The expected output is each entry, given again exactly.

· · · · · · ·

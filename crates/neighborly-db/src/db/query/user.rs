//! Query functions for users.

use diesel::prelude::*;
use diesel_async::RunQueryDsl;

use crate::db::connection::DbConnection;
use crate::db::schema::users;
use crate::model::user::{NewUser, User};

type BoxedQuery<'a, T> = users::BoxedQuery<'a, diesel::pg::Pg, diesel::dsl::AsSelect<T, diesel::pg::Pg>>;

/// ## Summary
/// Returns a query to select all users.
#[must_use]
pub fn all() -> BoxedQuery<'static, User> {
    users::table.select(User::as_select()).into_boxed()
}

/// ## Summary
/// Returns a query to find a user by ID.
#[must_use]
pub fn by_id(id: uuid::Uuid) -> BoxedQuery<'static, User> {
    all().filter(users::id.eq(id))
}

/// ## Summary
/// Returns a query to find a user by normalised email.
#[must_use]
pub fn by_email(email: &str) -> BoxedQuery<'_, User> {
    all().filter(users::email.eq(email))
}

/// ## Summary
/// Returns a query for the users linked to a residence.
#[must_use]
pub fn by_residence(residence_id: uuid::Uuid) -> BoxedQuery<'static, User> {
    all().filter(users::residence_id.eq(residence_id))
}

/// ## Errors
/// Returns a database error if the query fails.
pub async fn get_user(conn: &mut DbConnection<'_>, id: uuid::Uuid) -> QueryResult<Option<User>> {
    by_id(id).get_result(conn).await.optional()
}

/// ## Errors
/// Returns a database error if the insert fails, including unique violations.
pub async fn create_user(conn: &mut DbConnection<'_>, new_user: &NewUser) -> QueryResult<User> {
    diesel::insert_into(users::table)
        .values(new_user)
        .returning(User::as_returning())
        .get_result(conn)
        .await
}

/// ## Errors
/// Returns a database error if the update fails.
pub async fn set_phone(
    conn: &mut DbConnection<'_>,
    id: uuid::Uuid,
    phone: Option<String>,
) -> QueryResult<Option<User>> {
    diesel::update(users::table.find(id))
        .set((
            users::phone_number.eq(phone),
            users::updated_at.eq(chrono::Utc::now()),
        ))
        .returning(User::as_returning())
        .get_result(conn)
        .await
        .optional()
}

/// ## Summary
/// Marks the user with `email` as an administrator. Returns `None` when no
/// such user exists or it already is one.
///
/// ## Errors
/// Returns a database error if the update fails.
pub async fn grant_admin(conn: &mut DbConnection<'_>, email: &str) -> QueryResult<Option<User>> {
    diesel::update(
        users::table
            .filter(users::email.eq(email))
            .filter(users::is_admin.eq(false)),
    )
    .set((
        users::is_admin.eq(true),
        users::updated_at.eq(chrono::Utc::now()),
    ))
    .returning(User::as_returning())
    .get_result(conn)
    .await
    .optional()
}

/// ## Summary
/// Locks and returns a user row for the rest of the transaction.
///
/// ## Errors
/// Returns a database error if the query fails.
pub async fn lock_user(conn: &mut DbConnection<'_>, id: uuid::Uuid) -> QueryResult<Option<User>> {
    users::table
        .find(id)
        .select(User::as_select())
        .for_update()
        .get_result(conn)
        .await
        .optional()
}

/// ## Errors
/// Returns a database error if the update fails.
pub async fn link_residence(
    conn: &mut DbConnection<'_>,
    id: uuid::Uuid,
    residence_id: uuid::Uuid,
) -> QueryResult<User> {
    diesel::update(users::table.find(id))
        .set((
            users::residence_id.eq(Some(residence_id)),
            users::updated_at.eq(chrono::Utc::now()),
        ))
        .returning(User::as_returning())
        .get_result(conn)
        .await
}

/// ## Summary
/// Clears every user's link to the residence and returns their IDs.
///
/// ## Errors
/// Returns a database error if the update fails.
pub async fn unlink_residence(
    conn: &mut DbConnection<'_>,
    residence_id: uuid::Uuid,
) -> QueryResult<Vec<uuid::Uuid>> {
    diesel::update(users::table.filter(users::residence_id.eq(residence_id)))
        .set((
            users::residence_id.eq(None::<uuid::Uuid>),
            users::updated_at.eq(chrono::Utc::now()),
        ))
        .returning(users::id)
        .get_results(conn)
        .await
}

/// ## Errors
/// Returns a database error if the query fails.
pub async fn count_linked_to(
    conn: &mut DbConnection<'_>,
    residence_id: uuid::Uuid,
) -> QueryResult<i64> {
    users::table
        .filter(users::residence_id.eq(residence_id))
        .count()
        .get_result(conn)
        .await
}

/// ## Errors
/// Returns a database error if the query fails.
pub async fn count(conn: &mut DbConnection<'_>) -> QueryResult<i64> {
    users::table.count().get_result(conn).await
}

· · · · · · ·

- RESULT OF THIS TASK -
filename crates/neighborly-db/src/db/query/user.rs
//! Query functions for users.

use diesel::prelude::*;
use diesel_async::RunQueryDsl;

use crate::db::connection::DbConnection;
use crate::db::schema::users;
use crate::model::user::{NewUser, User};

type BoxedQuery<'a, T> = users::BoxedQuery<'a, diesel::pg::Pg, diesel::dsl::AsSelect<T, diesel::pg::Pg>>;

/// ## Summary
/// Returns a query to select all users.
#[must_use]
pub fn all() -> BoxedQuery<'static, User> {
    users::table.select(User::as_select()).into_boxed()
}

/// ## Summary
/// Returns a query to find a user by ID.
#[must_use]
pub fn by_id(id: uuid::Uuid) -> BoxedQuery<'static, User> {
    all().filter(users::id.eq(id))
}

/// ## Summary
/// Returns a query to find a user by normalised email.
#[must_use]
pub fn by_email(email: &str) -> BoxedQuery<'_, User> {
    all().filter(users::email.eq(email))
}

/// ## Summary
/// Returns a query for the users linked to a residence.
#[must_use]
pub fn by_residence(residence_id: uuid::Uuid) -> BoxedQuery<'static, User> {
    all().filter(users::residence_id.eq(residence_id))
}

/// ## Errors
/// Returns a database error if the query fails.
pub async fn get_user(conn: &mut DbConnection<'_>, id: uuid::Uuid) -> QueryResult<Option<User>> {
    by_id(id).get_result(conn).await.optional()
}

/// ## Errors
/// Returns a database error if the insert fails, including unique violations.
pub async fn create_user(conn: &mut DbConnection<'_>, new_user: &NewUser) -> QueryResult<User> {
    diesel::insert_into(users::table)
        .values(new_user)
        .returning(User::as_returning())
        .get_result(conn)
        .await
}

/// ## Errors
/// Returns a database error if the update fails.
pub async fn set_phone(
    conn: &mut DbConnection<'_>,
    id: uuid::Uuid,
    phone: Option<String>,
) -> QueryResult<Option<User>> {
    diesel::update(users::table.find(id))
        .set((
            users::phone_number.eq(phone),
            users::updated_at.eq(chrono::Utc::now()),
        ))
        .returning(User::as_returning())
        .get_result(conn)
        .await
        .optional()
}

/// ## Summary
/// Marks the user with `email` as an administrator. Returns `None` when no
/// such user exists or it already is one.
///
/// ## Errors
/// Returns a database error if the update fails.
pub async fn grant_admin(conn: &mut DbConnection<'_>, email: &str) -> QueryResult<Option<User>> {
    diesel::update(
        users::table
            .filter(users::email.eq(email))
            .filter(users::is_admin.eq(false)),
    )
    .set((
        users::is_admin.eq(true),
        users::updated_at.eq(chrono::Utc::now()),
    ))
    .returning(User::as_returning())
    .get_result(conn)
    .await
    .optional()
}

/// ## Summary
/// Locks and returns a user row for the rest of the transaction.
///
/// ## Errors
/// Returns a database error if the query fails.
pub async fn lock_user(conn: &mut DbConnection<'_>, id: uuid::Uuid) -> QueryResult<Option<User>> {
    users::table
        .find(id)
        .select(User::as_select())
        .for_update()
        .get_result(conn)
        .await
        .optional()
}

/// ## Errors
/// Returns a database error if the update fails.
pub async fn link_residence(
    conn: &mut DbConnection<'_>,
    id: uuid::Uuid,
    residence_id: uuid::Uuid,
) -> QueryResult<User> {
    diesel::update(users::table.find(id))
        .set((
            users::residence_id.eq(Some(residence_id)),
            users::updated_at.eq(chrono::Utc::now()),
        ))
        .returning(User::as_returning())
        .get_result(conn)
        .await
}

/// ## Summary
/// Clears every user's link to the residence and returns their IDs.
///
/// ## Errors
/// Returns a database error if the update fails.
pub async fn unlink_residence(
    conn: &mut DbConnection<'_>,
    residence_id: uuid::Uuid,
) -> QueryResult<Vec<uuid::Uuid>> {
    diesel::update(users::table.filter(users::residence_id.eq(residence_id)))
        .set((
            users::residence_id.eq(None::<uuid::Uuid>),
            users::updated_at.eq(chrono::Utc::now()),
        ))
        .returning(users::id)
        .get_results(conn)
        .await
}

/// ## Errors
/// Returns a database error if the query fails.
pub async fn count_linked_to(
    conn: &mut DbConnection<'_>,
    residence_id: uuid::Uuid,
) -> QueryResult<i64> {
    users::table
        .filter(users::residence_id.eq(residence_id))
        .count()
        .get_result(conn)
        .await
}

/// ## Errors
/// Returns a database error if the query fails.
pub async fn count(conn: &mut DbConnection<'_>) -> QueryResult<i64> {
    users::table.count().get_result(conn).await
}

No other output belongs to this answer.